0376. Wiggle Subsequence (M)

Wiggle Subsequence (M)

题目

Given an integer array nums, return the length of the longest wiggle sequence.

A wiggle sequence is a sequence where the differences between successive numbers strictly alternate between positive and negative. The first difference (if one exists) may be either positive or negative. A sequence with fewer than two elements is trivially a wiggle sequence.

• For example, [1, 7, 4, 9, 2, 5] is a wiggle sequence because the differences (6, -3, 5, -7, 3) are alternately positive and negative.
• In contrast, [1, 4, 7, 2, 5] and [1, 7, 4, 5, 5] are not wiggle sequences, the first because its first two differences are positive and the second because its last difference is zero.
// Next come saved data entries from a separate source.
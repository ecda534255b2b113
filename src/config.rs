//! Configuration for knowtree, persisted as TOML.
//!
//! Lives at `$XDG_CONFIG_HOME/knowtree/config.toml` unless `--config` points
//! elsewhere. Every field has a serde default, so a missing file or a partial
//! file both yield a working configuration.

use std::path::Path;

use miette::Diagnostic;
use serde::{Deserialize, Serialize};
use thiserror::Error;

use crate::render::LayoutConfig;

/// Errors from configuration handling.
#[derive(Debug, Error, Diagnostic)]
pub enum ConfigError {
    #[error("failed to read config: {path}")]
    #[diagnostic(
        code(knowtree::config::read),
        help("Ensure the config file exists and is readable.")
    )]
    Read {
        path: String,
        #[source]
        source: std::io::Error,
    },

    #[error("failed to parse config: {path}: {message}")]
    #[diagnostic(
        code(knowtree::config::parse),
        help("Check the TOML syntax. `knowtree config init` writes a fresh default file.")
    )]
    Parse { path: String, message: String },

    #[error("failed to write config: {path}")]
    #[diagnostic(
        code(knowtree::config::write),
        help("Ensure you have write permissions to the config directory.")
    )]
    Write {
        path: String,
        #[source]
        source: std::io::Error,
    },
}

pub type ConfigResult<T> = std::result::Result<T, ConfigError>;

/// Language-model endpoint settings.
#[derive(Debug, Clone, PartialEq, Serialize, Deserialize)]
#[serde(default)]
pub struct LlmConfig {
    /// Base URL of an OpenAI-compatible API (without `/chat/completions`).
    pub base_url: String,
    pub model: String,
    /// Inline credential. Prefer `api_key_env` for shared config files.
    #[serde(skip_serializing_if = "Option::is_none")]
    pub api_key: Option<String>,
    /// Environment variable consulted when `api_key` is unset.
    pub api_key_env: String,
    pub timeout_secs: u64,
    /// Output cap for the refinement call.
    pub refine_max_tokens: u32,
    /// Output cap for the mind-map call; unset means no cap.
    #[serde(skip_serializing_if = "Option::is_none")]
    pub generate_max_tokens: Option<u32>,
}

impl Default for LlmConfig {
    fn default() -> Self {
        Self {
            base_url: "https://api.openai.com/v1".into(),
            model: "gpt-4".into(),
            api_key: None,
            api_key_env: "OPENAI_API_KEY".into(),
            timeout_secs: 120,
            refine_max_tokens: 100,
            generate_max_tokens: None,
        }
    }
}

impl LlmConfig {
    /// The inline key if set and non-blank, otherwise the environment variable.
    pub fn resolve_api_key(&self) -> Option<String> {
        self.api_key
            .clone()
            .filter(|k| !k.trim().is_empty())
            .or_else(|| std::env::var(&self.api_key_env).ok())
            .filter(|k| !k.trim().is_empty())
    }
}

/// Encyclopedia lookup settings.
#[derive(Debug, Clone, PartialEq, Serialize, Deserialize)]
#[serde(default)]
pub struct KnowledgeConfig {
    /// Wikipedia language edition.
    pub language: String,
    pub top_k_results: usize,
    /// Character budget per excerpt.
    pub doc_content_chars_max: usize,
    /// Keep page id and URL alongside each excerpt.
    pub load_all_available_meta: bool,
    pub timeout_secs: u64,
    pub user_agent: String,
    /// Override for the API root (defaults to `https://{language}.wikipedia.org/w/api.php`).
    #[serde(skip_serializing_if = "Option::is_none")]
    pub api_url: Option<String>,
}

impl Default for KnowledgeConfig {
    fn default() -> Self {
        Self {
            language: "pt".into(),
            top_k_results: 3,
            doc_content_chars_max: 10_000,
            load_all_available_meta: true,
            timeout_secs: 30,
            user_agent: concat!("knowtree/", env!("CARGO_PKG_VERSION")).into(),
            api_url: None,
        }
    }
}

impl KnowledgeConfig {
    pub fn endpoint(&self) -> String {
        self.api_url
            .clone()
            .unwrap_or_else(|| format!("https://{}.wikipedia.org/w/api.php", self.language))
    }
}

/// History retention.
#[derive(Debug, Clone, Default, PartialEq, Serialize, Deserialize)]
#[serde(default)]
pub struct HistoryConfig {
    /// Maximum retained generations; unset keeps everything.
    #[serde(skip_serializing_if = "Option::is_none")]
    pub capacity: Option<usize>,
}

/// Account and entitlement.
#[derive(Debug, Clone, PartialEq, Serialize, Deserialize)]
#[serde(default)]
pub struct AccountConfig {
    #[serde(skip_serializing_if = "Option::is_none")]
    pub email: Option<String>,
    pub subscribed: bool,
}

impl Default for AccountConfig {
    fn default() -> Self {
        Self {
            email: None,
            subscribed: true,
        }
    }
}

/// Complete configuration file.
#[derive(Debug, Clone, Default, PartialEq, Serialize, Deserialize)]
#[serde(default)]
pub struct KnowtreeConfig {
    pub llm: LlmConfig,
    pub knowledge: KnowledgeConfig,
    pub history: HistoryConfig,
    pub account: AccountConfig,
    pub render: LayoutConfig,
}

impl KnowtreeConfig {
    /// Load from a TOML file.
    pub fn load(path: &Path) -> ConfigResult<Self> {
        let content = std::fs::read_to_string(path).map_err(|e| ConfigError::Read {
            path: path.display().to_string(),
            source: e,
        })?;
        Self::parse(&content, path)
    }

    /// Load from a TOML file, falling back to defaults when it does not exist.
    pub fn load_or_default(path: &Path) -> ConfigResult<Self> {
        if path.exists() {
            Self::load(path)
        } else {
            tracing::debug!(path = %path.display(), "no config file, using defaults");
            Ok(Self::default())
        }
    }

    /// Pretty TOML for this configuration; `path` only labels errors.
    pub fn to_toml(&self, path: &Path) -> ConfigResult<String> {
        toml::to_string_pretty(self).map_err(|e| ConfigError::Parse {
            path: path.display().to_string(),
            message: e.to_string(),
        })
    }

    /// Copy with the inline API key masked, for display.
    pub fn redacted(&self) -> Self {
        let mut copy = self.clone();
        if copy.llm.api_key.is_some() {
            copy.llm.api_key = Some("<redacted>".to_string());
        }
        copy
    }

    fn parse(content: &str, path: &Path) -> ConfigResult<Self> {
        toml::from_str(content).map_err(|e| ConfigError::Parse {
            path: path.display().to_string(),
            message: e.to_string(),
        })
    }

    /// Save to a TOML file, creating parent directories.
    pub fn save(&self, path: &Path) -> ConfigResult<()> {
        let content = self.to_toml(path)?;
        if let Some(parent) = path.parent() {
            std::fs::create_dir_all(parent).map_err(|e| ConfigError::Write {
                path: parent.display().to_string(),
                source: e,
            })?;
        }
        std::fs::write(path, content).map_err(|e| ConfigError::Write {
            path: path.display().to_string(),
            source: e,
        })
    }
}

#[cfg(test)]
mod tests {
    use super::*;

    #[test]
    fn defaults_match_pipeline_constants() {
        let config = KnowtreeConfig::default();
        assert_eq!(config.llm.model, "gpt-4");
        assert_eq!(config.llm.refine_max_tokens, 100);
        assert!(config.llm.generate_max_tokens.is_none());
        assert_eq!(config.knowledge.language, "pt");
        assert_eq!(config.knowledge.top_k_results, 3);
        assert_eq!(config.knowledge.doc_content_chars_max, 10_000);
        assert!(config.history.capacity.is_none());
        assert!(config.account.subscribed);
    }

    #[test]
    fn partial_file_fills_in_defaults() {
        let toml = r#"
            [llm]
            model = "gpt-4o-mini"

            [history]
            capacity = 5
        "#;
        let config = KnowtreeConfig::parse(toml, Path::new("inline.toml")).unwrap();
        assert_eq!(config.llm.model, "gpt-4o-mini");
        assert_eq!(config.llm.base_url, "https://api.openai.com/v1");
        assert_eq!(config.history.capacity, Some(5));
        assert_eq!(config.knowledge, KnowledgeConfig::default());
    }

    #[test]
    fn redacted_copy_masks_only_the_inline_key() {
        let mut config = KnowtreeConfig::default();
        assert!(config.redacted().llm.api_key.is_none());

        config.llm.api_key = Some("sk-segredo".into());
        let shown = config.redacted();
        assert_eq!(shown.llm.api_key.as_deref(), Some("<redacted>"));
        assert_eq!(shown.llm.model, config.llm.model);
        let text = shown.to_toml(Path::new("inline.toml")).unwrap();
        assert!(!text.contains("sk-segredo"));
    }

    #[test]
    fn invalid_toml_is_parse_error() {
        let err = KnowtreeConfig::parse("[llm\nmodel = 1", Path::new("bad.toml")).unwrap_err();
        assert!(matches!(err, ConfigError::Parse { .. }));
    }

    #[test]
    fn save_then_load_round_trips() {
        let dir = tempfile::TempDir::new().unwrap();
        let path = dir.path().join("nested").join("config.toml");
        let mut config = KnowtreeConfig::default();
        config.account.email = Some("leitor@example.com".into());
        config.knowledge.language = "en".into();
        config.save(&path).unwrap();

        let loaded = KnowtreeConfig::load(&path).unwrap();
        assert_eq!(loaded, config);
    }

    #[test]
    fn missing_file_yields_defaults() {
        let dir = tempfile::TempDir::new().unwrap();
        let config = KnowtreeConfig::load_or_default(&dir.path().join("absent.toml")).unwrap();
        assert_eq!(config, KnowtreeConfig::default());
    }

    #[test]
    fn inline_api_key_wins() {
        let config = LlmConfig {
            api_key: Some("sk-inline".into()),
            api_key_env: "KNOWTREE_TEST_UNSET_VARIABLE".into(),
            ..Default::default()
        };
        assert_eq!(config.resolve_api_key().as_deref(), Some("sk-inline"));
    }

    #[test]
    fn unset_env_means_no_credential() {
        let config = LlmConfig {
            api_key: None,
            api_key_env: "KNOWTREE_TEST_UNSET_VARIABLE".into(),
            ..Default::default()
        };
        assert!(config.resolve_api_key().is_none());
    }

    #[test]
    fn endpoint_follows_language() {
        let config = KnowledgeConfig {
            language: "en".into(),
            ..Default::default()
        };
        assert_eq!(config.endpoint(), "https://en.wikipedia.org/w/api.php");
    }
}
A subsequence is obtained by deleting some elements (eventually, also zero) from the original sequence, leaving the remaining elements in their original order.

Example 1:

Input: nums = [1,7,4,9,2,5]
Output: 6
Explanation: The entire sequence is a wiggle sequence.

Example 2:

Input: nums = [1,17,5,10,13,15,10,5,16,8]
Output: 7
Explanation: There are several subsequences that achieve this length. One is [1,17,10,13,10,16,8].

Example 3:

Input: nums = [1,2,3,4,5,6,7,8,9]
Output: 2

Constraints:

• 1 <= nums.length <= 1000
• 0 <= nums[i] <= 1000

Follow up: Could you solve this in O(n) time?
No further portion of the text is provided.